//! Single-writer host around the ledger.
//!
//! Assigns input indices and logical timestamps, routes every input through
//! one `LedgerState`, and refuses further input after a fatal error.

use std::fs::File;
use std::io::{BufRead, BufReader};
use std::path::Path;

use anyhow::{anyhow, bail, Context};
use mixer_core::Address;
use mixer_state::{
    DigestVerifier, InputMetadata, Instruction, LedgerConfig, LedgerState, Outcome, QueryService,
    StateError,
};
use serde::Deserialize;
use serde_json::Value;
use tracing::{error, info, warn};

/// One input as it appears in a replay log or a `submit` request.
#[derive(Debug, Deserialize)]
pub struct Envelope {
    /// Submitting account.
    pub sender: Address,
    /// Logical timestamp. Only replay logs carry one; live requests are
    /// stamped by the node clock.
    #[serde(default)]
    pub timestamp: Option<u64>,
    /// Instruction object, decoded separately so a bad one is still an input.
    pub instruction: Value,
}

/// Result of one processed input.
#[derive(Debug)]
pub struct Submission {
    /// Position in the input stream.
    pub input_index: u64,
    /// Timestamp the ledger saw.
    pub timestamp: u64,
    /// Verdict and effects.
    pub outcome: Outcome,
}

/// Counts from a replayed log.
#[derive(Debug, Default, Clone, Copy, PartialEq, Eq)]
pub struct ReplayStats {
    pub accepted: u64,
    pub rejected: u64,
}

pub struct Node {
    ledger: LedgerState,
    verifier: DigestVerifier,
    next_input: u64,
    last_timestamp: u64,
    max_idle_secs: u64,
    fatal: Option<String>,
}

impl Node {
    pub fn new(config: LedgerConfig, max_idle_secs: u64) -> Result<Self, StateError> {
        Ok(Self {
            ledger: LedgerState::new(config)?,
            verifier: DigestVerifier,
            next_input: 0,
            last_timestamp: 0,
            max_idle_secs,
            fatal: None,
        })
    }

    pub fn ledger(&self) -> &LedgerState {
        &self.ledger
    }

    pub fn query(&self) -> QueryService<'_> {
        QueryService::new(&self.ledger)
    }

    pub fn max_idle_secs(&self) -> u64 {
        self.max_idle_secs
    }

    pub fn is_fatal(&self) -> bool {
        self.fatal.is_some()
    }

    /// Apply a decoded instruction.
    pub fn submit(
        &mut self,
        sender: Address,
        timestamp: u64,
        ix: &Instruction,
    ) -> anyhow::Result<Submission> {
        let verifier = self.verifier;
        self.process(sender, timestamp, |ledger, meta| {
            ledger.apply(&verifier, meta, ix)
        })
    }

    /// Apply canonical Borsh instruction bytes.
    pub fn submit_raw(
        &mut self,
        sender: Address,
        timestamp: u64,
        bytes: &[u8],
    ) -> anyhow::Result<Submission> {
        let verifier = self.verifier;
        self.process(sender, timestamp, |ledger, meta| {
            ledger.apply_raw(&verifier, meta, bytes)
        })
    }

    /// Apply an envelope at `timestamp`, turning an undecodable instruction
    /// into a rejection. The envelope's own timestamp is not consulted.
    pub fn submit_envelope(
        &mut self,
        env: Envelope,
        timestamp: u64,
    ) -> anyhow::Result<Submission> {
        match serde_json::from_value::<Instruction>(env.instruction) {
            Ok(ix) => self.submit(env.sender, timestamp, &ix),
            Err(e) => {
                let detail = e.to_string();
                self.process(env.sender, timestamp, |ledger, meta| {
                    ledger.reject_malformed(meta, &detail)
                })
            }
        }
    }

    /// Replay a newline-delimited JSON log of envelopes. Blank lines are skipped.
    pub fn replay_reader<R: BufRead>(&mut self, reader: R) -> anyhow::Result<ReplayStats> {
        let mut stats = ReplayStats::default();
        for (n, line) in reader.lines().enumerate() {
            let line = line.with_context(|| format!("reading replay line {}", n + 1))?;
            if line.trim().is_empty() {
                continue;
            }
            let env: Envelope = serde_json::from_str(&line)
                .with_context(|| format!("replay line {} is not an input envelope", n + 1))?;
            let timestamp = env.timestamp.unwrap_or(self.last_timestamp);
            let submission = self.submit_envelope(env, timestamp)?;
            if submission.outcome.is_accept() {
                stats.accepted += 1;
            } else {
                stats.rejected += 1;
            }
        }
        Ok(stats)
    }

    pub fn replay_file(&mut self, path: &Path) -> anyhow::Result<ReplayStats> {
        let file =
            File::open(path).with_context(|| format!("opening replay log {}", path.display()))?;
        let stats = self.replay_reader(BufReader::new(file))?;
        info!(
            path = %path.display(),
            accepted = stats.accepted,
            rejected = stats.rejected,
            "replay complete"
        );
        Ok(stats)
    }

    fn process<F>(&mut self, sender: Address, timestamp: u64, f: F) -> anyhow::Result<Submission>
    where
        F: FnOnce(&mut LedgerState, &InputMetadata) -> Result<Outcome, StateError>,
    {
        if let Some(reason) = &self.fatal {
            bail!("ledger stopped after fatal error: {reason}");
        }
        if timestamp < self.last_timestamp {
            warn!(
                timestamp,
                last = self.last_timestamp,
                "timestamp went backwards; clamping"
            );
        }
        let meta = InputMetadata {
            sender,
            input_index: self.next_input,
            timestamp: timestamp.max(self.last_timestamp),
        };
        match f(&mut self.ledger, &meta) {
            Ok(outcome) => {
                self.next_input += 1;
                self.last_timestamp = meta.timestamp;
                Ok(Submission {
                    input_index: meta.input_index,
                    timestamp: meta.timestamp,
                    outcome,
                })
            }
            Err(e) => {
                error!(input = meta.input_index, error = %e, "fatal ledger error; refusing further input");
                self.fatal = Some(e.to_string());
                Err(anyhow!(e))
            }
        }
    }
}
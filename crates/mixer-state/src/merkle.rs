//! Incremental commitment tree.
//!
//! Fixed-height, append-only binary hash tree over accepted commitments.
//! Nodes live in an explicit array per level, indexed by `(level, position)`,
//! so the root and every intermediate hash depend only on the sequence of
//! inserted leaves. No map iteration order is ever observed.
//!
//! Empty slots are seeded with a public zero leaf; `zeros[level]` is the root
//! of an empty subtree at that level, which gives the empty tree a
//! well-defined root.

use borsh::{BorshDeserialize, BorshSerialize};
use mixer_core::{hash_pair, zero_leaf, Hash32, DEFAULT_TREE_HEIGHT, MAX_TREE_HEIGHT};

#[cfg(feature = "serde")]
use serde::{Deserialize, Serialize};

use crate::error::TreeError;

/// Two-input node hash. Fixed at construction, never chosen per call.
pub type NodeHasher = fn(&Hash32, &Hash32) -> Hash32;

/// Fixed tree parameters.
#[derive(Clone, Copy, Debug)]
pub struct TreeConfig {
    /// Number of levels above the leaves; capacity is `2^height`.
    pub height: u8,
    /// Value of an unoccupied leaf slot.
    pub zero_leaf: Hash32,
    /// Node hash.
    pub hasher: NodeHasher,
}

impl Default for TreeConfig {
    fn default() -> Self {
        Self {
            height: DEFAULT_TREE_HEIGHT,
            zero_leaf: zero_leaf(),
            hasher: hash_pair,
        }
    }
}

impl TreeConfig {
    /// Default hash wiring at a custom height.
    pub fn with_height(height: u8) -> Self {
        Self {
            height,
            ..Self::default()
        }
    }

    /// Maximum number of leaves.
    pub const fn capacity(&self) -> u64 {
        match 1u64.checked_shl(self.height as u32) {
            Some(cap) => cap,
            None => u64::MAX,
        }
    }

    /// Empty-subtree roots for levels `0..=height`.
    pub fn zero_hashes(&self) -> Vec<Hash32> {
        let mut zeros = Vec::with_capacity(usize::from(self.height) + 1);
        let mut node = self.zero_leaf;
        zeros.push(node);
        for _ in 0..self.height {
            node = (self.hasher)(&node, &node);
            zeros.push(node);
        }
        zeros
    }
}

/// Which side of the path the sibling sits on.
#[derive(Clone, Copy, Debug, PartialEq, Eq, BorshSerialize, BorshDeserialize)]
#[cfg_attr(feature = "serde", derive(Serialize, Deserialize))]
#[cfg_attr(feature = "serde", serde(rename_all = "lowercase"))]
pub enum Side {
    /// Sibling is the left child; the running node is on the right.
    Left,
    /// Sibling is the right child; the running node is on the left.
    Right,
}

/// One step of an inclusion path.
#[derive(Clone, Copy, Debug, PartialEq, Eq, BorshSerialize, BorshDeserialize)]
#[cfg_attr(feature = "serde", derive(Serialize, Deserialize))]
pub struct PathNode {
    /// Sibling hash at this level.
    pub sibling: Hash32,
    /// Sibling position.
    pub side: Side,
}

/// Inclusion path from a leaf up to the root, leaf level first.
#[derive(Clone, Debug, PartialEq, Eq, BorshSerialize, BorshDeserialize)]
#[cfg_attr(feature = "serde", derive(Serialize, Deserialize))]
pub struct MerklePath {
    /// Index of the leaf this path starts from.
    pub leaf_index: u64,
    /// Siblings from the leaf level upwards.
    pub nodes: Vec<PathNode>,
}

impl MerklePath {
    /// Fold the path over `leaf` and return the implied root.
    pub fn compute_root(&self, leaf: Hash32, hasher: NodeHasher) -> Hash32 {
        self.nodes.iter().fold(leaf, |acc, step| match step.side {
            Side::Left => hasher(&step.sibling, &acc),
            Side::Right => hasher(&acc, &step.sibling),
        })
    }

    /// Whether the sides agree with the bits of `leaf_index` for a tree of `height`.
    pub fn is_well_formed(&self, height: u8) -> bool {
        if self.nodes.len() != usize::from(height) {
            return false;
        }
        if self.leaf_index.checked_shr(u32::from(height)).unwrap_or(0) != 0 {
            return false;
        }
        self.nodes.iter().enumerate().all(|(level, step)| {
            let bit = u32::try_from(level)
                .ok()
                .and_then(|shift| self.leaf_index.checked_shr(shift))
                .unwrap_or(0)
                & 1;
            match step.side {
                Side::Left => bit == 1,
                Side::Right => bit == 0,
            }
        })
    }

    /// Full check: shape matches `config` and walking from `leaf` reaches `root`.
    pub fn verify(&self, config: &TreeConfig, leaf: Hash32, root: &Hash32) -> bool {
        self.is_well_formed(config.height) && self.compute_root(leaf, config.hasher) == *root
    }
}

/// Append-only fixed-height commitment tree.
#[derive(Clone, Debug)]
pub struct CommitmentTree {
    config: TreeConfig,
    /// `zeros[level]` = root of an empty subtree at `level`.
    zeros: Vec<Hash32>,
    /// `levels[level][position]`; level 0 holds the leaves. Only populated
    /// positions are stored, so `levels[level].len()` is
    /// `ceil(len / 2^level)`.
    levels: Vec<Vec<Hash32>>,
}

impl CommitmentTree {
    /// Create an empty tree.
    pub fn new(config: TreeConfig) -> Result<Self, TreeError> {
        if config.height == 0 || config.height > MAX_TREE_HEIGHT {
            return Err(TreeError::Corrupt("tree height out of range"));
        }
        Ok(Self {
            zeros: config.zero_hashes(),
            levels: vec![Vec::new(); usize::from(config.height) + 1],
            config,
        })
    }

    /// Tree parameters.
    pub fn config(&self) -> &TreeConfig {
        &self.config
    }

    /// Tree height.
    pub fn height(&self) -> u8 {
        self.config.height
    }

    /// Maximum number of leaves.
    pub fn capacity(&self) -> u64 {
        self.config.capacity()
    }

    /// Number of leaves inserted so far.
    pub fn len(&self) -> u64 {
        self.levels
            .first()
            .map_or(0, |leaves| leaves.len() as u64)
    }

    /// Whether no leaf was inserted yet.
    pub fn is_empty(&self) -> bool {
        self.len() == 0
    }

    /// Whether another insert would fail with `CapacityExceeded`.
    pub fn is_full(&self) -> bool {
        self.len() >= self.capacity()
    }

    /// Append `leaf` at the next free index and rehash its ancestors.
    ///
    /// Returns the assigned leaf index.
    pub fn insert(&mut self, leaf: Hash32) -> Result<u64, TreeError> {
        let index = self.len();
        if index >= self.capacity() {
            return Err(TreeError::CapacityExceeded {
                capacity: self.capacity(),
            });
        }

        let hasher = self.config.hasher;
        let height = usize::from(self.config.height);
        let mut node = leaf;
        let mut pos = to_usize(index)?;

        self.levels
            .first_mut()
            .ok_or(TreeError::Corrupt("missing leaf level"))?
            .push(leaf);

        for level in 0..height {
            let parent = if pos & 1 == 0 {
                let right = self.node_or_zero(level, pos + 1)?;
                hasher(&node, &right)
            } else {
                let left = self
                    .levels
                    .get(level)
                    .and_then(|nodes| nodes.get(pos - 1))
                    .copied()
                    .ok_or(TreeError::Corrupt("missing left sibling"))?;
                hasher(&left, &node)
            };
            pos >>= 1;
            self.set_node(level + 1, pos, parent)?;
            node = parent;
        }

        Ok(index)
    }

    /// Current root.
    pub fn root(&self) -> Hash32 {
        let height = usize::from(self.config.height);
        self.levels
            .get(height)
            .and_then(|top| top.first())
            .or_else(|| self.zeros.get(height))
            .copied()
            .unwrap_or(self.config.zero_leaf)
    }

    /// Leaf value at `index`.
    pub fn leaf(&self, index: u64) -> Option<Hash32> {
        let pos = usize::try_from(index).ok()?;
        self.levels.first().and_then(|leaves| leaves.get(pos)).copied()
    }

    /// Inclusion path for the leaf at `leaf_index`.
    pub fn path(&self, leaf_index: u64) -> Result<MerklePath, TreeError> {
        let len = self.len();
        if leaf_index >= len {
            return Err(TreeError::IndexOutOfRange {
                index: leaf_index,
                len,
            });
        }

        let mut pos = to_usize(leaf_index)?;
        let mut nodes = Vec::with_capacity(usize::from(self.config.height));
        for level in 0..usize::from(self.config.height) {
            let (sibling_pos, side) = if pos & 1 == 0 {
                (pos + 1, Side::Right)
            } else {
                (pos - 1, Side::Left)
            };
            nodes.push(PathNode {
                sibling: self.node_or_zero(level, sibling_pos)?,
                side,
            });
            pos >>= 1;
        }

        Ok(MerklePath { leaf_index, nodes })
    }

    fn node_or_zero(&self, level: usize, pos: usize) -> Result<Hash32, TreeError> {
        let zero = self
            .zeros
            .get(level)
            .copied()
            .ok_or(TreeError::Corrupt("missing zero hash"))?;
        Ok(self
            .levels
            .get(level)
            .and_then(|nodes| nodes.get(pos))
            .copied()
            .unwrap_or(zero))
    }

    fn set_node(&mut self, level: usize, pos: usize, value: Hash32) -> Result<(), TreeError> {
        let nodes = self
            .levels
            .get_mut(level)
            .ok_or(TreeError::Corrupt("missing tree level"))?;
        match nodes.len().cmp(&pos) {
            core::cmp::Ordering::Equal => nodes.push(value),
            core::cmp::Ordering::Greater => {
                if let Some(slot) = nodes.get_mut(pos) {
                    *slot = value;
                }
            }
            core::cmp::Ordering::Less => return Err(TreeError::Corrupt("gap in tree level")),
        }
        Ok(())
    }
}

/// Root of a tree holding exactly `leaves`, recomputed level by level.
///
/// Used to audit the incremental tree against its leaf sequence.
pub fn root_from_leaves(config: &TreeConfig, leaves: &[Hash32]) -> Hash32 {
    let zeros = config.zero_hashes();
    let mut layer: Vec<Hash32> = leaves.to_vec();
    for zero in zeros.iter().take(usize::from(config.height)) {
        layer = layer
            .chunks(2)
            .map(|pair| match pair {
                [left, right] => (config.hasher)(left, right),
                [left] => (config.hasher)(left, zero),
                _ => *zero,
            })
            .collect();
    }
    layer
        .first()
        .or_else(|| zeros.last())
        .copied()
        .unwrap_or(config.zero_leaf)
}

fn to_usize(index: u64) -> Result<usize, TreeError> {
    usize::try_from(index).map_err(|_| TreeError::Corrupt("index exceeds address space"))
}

***

* [Exercise requirements]: Copy out every line from the records that has the word "layer".

* [Exercise output]:
    let mut layer: Vec<Hash32> = leaves.to_vec();
        layer = layer
    layer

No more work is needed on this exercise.